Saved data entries
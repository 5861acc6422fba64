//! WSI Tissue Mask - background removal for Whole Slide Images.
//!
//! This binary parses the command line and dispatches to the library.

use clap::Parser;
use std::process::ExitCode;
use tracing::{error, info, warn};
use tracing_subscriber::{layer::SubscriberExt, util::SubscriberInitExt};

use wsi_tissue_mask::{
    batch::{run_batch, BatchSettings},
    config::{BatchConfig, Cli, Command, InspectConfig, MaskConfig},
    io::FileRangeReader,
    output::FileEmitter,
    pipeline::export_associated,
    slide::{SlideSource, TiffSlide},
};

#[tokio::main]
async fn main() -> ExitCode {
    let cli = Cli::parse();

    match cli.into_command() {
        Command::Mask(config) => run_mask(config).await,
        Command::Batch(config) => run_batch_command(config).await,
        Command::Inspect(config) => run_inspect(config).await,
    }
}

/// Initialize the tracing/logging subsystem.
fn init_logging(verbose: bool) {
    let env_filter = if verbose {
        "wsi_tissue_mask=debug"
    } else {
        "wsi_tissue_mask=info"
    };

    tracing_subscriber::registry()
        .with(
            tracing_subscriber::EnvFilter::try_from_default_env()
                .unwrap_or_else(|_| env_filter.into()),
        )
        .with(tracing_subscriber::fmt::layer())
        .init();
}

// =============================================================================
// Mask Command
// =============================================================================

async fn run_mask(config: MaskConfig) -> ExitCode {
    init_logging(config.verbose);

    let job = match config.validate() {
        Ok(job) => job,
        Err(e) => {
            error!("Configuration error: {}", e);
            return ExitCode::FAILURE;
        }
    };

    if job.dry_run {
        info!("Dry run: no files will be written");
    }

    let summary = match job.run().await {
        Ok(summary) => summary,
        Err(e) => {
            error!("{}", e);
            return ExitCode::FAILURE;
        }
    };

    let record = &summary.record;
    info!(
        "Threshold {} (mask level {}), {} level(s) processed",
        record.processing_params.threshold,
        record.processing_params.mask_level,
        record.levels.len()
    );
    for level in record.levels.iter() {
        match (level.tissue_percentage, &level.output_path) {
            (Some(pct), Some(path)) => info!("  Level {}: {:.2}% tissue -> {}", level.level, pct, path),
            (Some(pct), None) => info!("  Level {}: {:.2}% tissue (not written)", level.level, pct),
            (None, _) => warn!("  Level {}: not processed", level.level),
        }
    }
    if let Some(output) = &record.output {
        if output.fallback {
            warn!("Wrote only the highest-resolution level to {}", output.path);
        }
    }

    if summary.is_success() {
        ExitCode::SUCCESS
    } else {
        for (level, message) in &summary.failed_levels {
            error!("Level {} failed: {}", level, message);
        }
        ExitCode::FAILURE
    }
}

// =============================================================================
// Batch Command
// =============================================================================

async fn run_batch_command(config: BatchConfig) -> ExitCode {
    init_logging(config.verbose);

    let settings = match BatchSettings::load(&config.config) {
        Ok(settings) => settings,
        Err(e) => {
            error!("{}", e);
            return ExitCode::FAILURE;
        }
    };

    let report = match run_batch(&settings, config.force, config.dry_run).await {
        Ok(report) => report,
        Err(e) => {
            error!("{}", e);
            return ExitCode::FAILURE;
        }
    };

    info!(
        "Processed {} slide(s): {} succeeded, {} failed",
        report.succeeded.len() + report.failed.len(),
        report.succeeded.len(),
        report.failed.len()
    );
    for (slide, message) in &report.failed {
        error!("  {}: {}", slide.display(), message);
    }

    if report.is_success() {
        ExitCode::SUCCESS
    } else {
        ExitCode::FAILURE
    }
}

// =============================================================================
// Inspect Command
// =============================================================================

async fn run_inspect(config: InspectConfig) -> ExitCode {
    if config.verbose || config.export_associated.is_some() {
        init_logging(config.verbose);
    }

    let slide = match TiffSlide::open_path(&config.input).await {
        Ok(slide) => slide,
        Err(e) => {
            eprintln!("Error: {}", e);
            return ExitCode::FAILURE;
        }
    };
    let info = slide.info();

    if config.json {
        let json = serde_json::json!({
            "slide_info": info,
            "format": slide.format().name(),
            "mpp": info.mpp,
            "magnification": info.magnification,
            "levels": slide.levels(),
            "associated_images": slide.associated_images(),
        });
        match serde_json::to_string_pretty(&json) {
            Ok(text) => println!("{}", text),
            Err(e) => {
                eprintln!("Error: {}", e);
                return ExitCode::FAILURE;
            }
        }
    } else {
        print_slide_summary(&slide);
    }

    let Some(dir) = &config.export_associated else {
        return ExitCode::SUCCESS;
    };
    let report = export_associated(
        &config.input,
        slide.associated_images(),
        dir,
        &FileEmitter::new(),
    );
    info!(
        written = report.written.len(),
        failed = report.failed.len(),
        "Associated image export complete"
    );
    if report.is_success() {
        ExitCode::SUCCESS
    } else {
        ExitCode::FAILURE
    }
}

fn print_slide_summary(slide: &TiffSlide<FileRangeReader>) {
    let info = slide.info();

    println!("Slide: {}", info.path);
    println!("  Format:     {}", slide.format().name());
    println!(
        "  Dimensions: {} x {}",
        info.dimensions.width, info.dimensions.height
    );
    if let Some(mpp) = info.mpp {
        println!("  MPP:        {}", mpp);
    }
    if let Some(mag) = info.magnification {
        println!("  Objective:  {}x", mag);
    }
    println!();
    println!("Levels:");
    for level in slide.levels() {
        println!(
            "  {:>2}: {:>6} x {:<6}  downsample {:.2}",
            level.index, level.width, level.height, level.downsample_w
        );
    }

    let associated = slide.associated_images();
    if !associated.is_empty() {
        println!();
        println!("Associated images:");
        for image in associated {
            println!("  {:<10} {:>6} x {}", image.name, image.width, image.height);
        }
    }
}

Requirement » The required result is an identical copy of the records above.

Answer to the problem »
repository 5861acc6422fba64
//! WSI Tissue Mask - background removal for Whole Slide Images.
//!
//! This binary parses the command line and dispatches to the library.

use clap::Parser;
use std::process::ExitCode;
use tracing::{error, info, warn};
use tracing_subscriber::{layer::SubscriberExt, util::SubscriberInitExt};

use wsi_tissue_mask::{
    batch::{run_batch, BatchSettings},
    config::{BatchConfig, Cli, Command, InspectConfig, MaskConfig},
    io::FileRangeReader,
    output::FileEmitter,
    pipeline::export_associated,
    slide::{SlideSource, TiffSlide},
};

#[tokio::main]
async fn main() -> ExitCode {
    let cli = Cli::parse();

    match cli.into_command() {
        Command::Mask(config) => run_mask(config).await,
        Command::Batch(config) => run_batch_command(config).await,
        Command::Inspect(config) => run_inspect(config).await,
    }
}

/// Initialize the tracing/logging subsystem.
fn init_logging(verbose: bool) {
    let env_filter = if verbose {
        "wsi_tissue_mask=debug"
    } else {
        "wsi_tissue_mask=info"
    };

    tracing_subscriber::registry()
        .with(
            tracing_subscriber::EnvFilter::try_from_default_env()
                .unwrap_or_else(|_| env_filter.into()),
        )
        .with(tracing_subscriber::fmt::layer())
        .init();
}

// =============================================================================
// Mask Command
// =============================================================================

async fn run_mask(config: MaskConfig) -> ExitCode {
    init_logging(config.verbose);

    let job = match config.validate() {
        Ok(job) => job,
        Err(e) => {
            error!("Configuration error: {}", e);
            return ExitCode::FAILURE;
        }
    };

    if job.dry_run {
        info!("Dry run: no files will be written");
    }

    let summary = match job.run().await {
        Ok(summary) => summary,
        Err(e) => {
            error!("{}", e);
            return ExitCode::FAILURE;
        }
    };

    let record = &summary.record;
    info!(
        "Threshold {} (mask level {}), {} level(s) processed",
        record.processing_params.threshold,
        record.processing_params.mask_level,
        record.levels.len()
    );
    for level in record.levels.iter() {
        match (level.tissue_percentage, &level.output_path) {
            (Some(pct), Some(path)) => info!("  Level {}: {:.2}% tissue -> {}", level.level, pct, path),
            (Some(pct), None) => info!("  Level {}: {:.2}% tissue (not written)", level.level, pct),
            (None, _) => warn!("  Level {}: not processed", level.level),
        }
    }
    if let Some(output) = &record.output {
        if output.fallback {
            warn!("Wrote only the highest-resolution level to {}", output.path);
        }
    }

    if summary.is_success() {
        ExitCode::SUCCESS
    } else {
        for (level, message) in &summary.failed_levels {
            error!("Level {} failed: {}", level, message);
        }
        ExitCode::FAILURE
    }
}

// =============================================================================
// Batch Command
// =============================================================================

async fn run_batch_command(config: BatchConfig) -> ExitCode {
    init_logging(config.verbose);

    let settings = match BatchSettings::load(&config.config) {
        Ok(settings) => settings,
        Err(e) => {
            error!("{}", e);
            return ExitCode::FAILURE;
        }
    };

    let report = match run_batch(&settings, config.force, config.dry_run).await {
        Ok(report) => report,
        Err(e) => {
            error!("{}", e);
            return ExitCode::FAILURE;
        }
    };

    info!(
        "Processed {} slide(s): {} succeeded, {} failed",
        report.succeeded.len() + report.failed.len(),
        report.succeeded.len(),
        report.failed.len()
    );
    for (slide, message) in &report.failed {
        error!("  {}: {}", slide.display(), message);
    }

    if report.is_success() {
        ExitCode::SUCCESS
    } else {
        ExitCode::FAILURE
    }
}

// =============================================================================
// Inspect Command
// =============================================================================

async fn run_inspect(config: InspectConfig) -> ExitCode {
    if config.verbose || config.export_associated.is_some() {
        init_logging(config.verbose);
    }

    let slide = match TiffSlide::open_path(&config.input).await {
        Ok(slide) => slide,
        Err(e) => {
            eprintln!("Error: {}", e);
            return ExitCode::FAILURE;
        }
    };
    let info = slide.info();

    if config.json {
        let json = serde_json::json!({
            "slide_info": info,
            "format": slide.format().name(),
            "mpp": info.mpp,
            "magnification": info.magnification,
            "levels": slide.levels(),
            "associated_images": slide.associated_images(),
        });
        match serde_json::to_string_pretty(&json) {
            Ok(text) => println!("{}", text),
            Err(e) => {
                eprintln!("Error: {}", e);
                return ExitCode::FAILURE;
            }
        }
    } else {
        print_slide_summary(&slide);
    }

    let Some(dir) = &config.export_associated else {
        return ExitCode::SUCCESS;
    };
    let report = export_associated(
        &config.input,
        slide.associated_images(),
        dir,
        &FileEmitter::new(),
    );
    info!(
        written = report.written.len(),
        failed = report.failed.len(),
        "Associated image export complete"
    );
    if report.is_success() {
        ExitCode::SUCCESS
    } else {
        ExitCode::FAILURE
    }
}

fn print_slide_summary(slide: &TiffSlide<FileRangeReader>) {
    let info = slide.info();

    println!("Slide: {}", info.path);
    println!("  Format:     {}", slide.format().name());
    println!(
        "  Dimensions: {} x {}",
        info.dimensions.width, info.dimensions.height
    );
    if let Some(mpp) = info.mpp {
        println!("  MPP:        {}", mpp);
    }
    if let Some(mag) = info.magnification {
        println!("  Objective:  {}x", mag);
    }
    println!();
    println!("Levels:");
    for level in slide.levels() {
        println!(
            "  {:>2}: {:>6} x {:<6}  downsample {:.2}",
            level.index, level.width, level.height, level.downsample_w
        );
    }

    let associated = slide.associated_images();
    if !associated.is_empty() {
        println!();
        println!("Associated images:");
        for image in associated {
            println!("  {:<10} {:>6} x {}", image.name, image.width, image.height);
        }
    }
}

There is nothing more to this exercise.